To our knowledge, this pipeline is the first of its kind in-vitro platform for quantifying these essential relationships. Based on this CRF YIA funded development, I wrote a multi-institution U01 with mathematics collaborations at the University of Michigan. This major grant application would fund further Pearson Lab growth and asset development. Furthermore, as part of collaborations with previous CRF YIA recipient Dr. Randy Sweis in the University of Chicago genitourinary cancers group, I leveraged the geographical quantification methodology developed as part of the tracking pipeline to evaluate spatial patterns of immune cell subtypes within bladder cancers. This exciting collaboration has resulted in accepted abstracts to American Society of Clinical Oncology GU 2018 Conference and American Association for Cancer Research 2019 Conference. Further evaluations of spatial characteristics allowed us to assist the Brendon Baker Lab in evaluating how changes in tumor microenvironment changes cell shape and motility.
These extensions lead to a published manuscript in APL Bioengineering. Moving forward, we are in the process of further improving our joint tumor-immune quantification platform. Our platform can currently quantify the degree of “antigen load”, but we hope to add additional simultaneous phenotypes such as stemness, quiescence, and chemotherapy resistance. In the year since submitting this CRF YIA grant, our research group has had significant productivity, including three first-author and five co-author manuscripts accepted for publication, as well as invited speaking engagements at the ASCO/ASTRO Multidisciplinary Head and Neck Cancers Conference 2018 and participation in the Institute Pasteur / Danish Government Modeling Immune System and Pathogen Interaction Copenhagen Data Camp.Funding Use:These funds were used to live cell imaging projects through the University of Chicago Comprehensive Cancer Center Imaging Core.
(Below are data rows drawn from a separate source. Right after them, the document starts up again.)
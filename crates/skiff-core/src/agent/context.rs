//! Per-run execution context.
//!
//! One `RunContext` is constructed per `run` call and passed explicitly
//! to everything that needs it. There are no ambient singletons; the
//! backup map and permission state live here and die with the run.

use std::collections::{HashMap, HashSet};
use std::path::{Path, PathBuf};
use std::sync::Arc;

use parking_lot::Mutex;
use serde_json::Value;

use crate::tools::permissions::{self, PermissionMode};

/// Host-owned confirmation hook.
///
/// When present and it resolves `false`, the caller substitutes a
/// denial result instead of invoking the tool.
#[async_trait::async_trait]
pub trait ConfirmHook: Send + Sync {
    async fn before_tool_execute(&self, tool: &str, input: &Value) -> bool;
}

/// Shared state for all tool executions within one run.
pub struct RunContext {
    pub working_dir: PathBuf,
    pub git_root: Option<PathBuf>,
    pub permission_mode: PermissionMode,
    /// Tools requiring confirmation under the current mode.
    pub confirm_tools: HashSet<String>,
    /// Pre-edit file contents, written by write/edit tools and read by
    /// the undo tool. `None` records that the file did not exist.
    ///
    /// Shared across every execution in the run. Two concurrent edits to
    /// the same path within one parallel batch can interleave at await
    /// points; the mutex guards individual accesses, not the batch.
    pub backups: Arc<Mutex<HashMap<PathBuf, Option<String>>>>,
    pub confirm_hook: Option<Arc<dyn ConfirmHook>>,
}

impl RunContext {
    pub fn new(
        working_dir: PathBuf,
        git_root: Option<PathBuf>,
        permission_mode: PermissionMode,
        confirm_hook: Option<Arc<dyn ConfirmHook>>,
    ) -> Self {
        Self {
            working_dir,
            git_root,
            permission_mode,
            confirm_tools: permissions::confirm_tools(permission_mode),
            backups: Arc::new(Mutex::new(HashMap::new())),
            confirm_hook,
        }
    }

    /// Project root for path-protection decisions.
    pub fn project_root(&self) -> &Path {
        self.git_root.as_deref().unwrap_or(&self.working_dir)
    }

    /// Whether this call must go through the confirmation hook.
    ///
    /// True when the mode's confirm set names the tool, or when any
    /// path-like argument points at an always-confirm location.
    pub fn requires_confirmation(&self, tool: &str, input: &Value) -> bool {
        if self.confirm_tools.contains(tool) {
            return true;
        }

        for key in ["path", "file_path"] {
            if let Some(path) = input.get(key).and_then(Value::as_str) {
                if permissions::is_always_confirm_path(Path::new(path), self.project_root()) {
                    return true;
                }
            }
        }

        false
    }

    /// Record the pre-edit content for a path. First write wins so undo
    /// restores the state from before the whole run.
    pub fn record_backup(&self, path: PathBuf, prior: Option<String>) {
        self.backups.lock().entry(path).or_insert(prior);
    }

    /// Take the recorded backup for a path, if any.
    pub fn take_backup(&self, path: &Path) -> Option<Option<String>> {
        self.backups.lock().remove(path)
    }
}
The funds were also used to cover staff salary costs and reagent costs for in-vitro cell experiments. Expansion Plans: In reflection of our productivity based on the CRF YIA funding, we have applied for multiple additional grants during 2018. Notably, this included NIH U01, NIH DP2 (Director’s New Innovator Grant), and NIH R21 grants, each of which is currently pending. Furthermore, I have been able to grow our laboratory to include two additional students who will assist with our translational imaging pipeline analysis and software code development, respectively.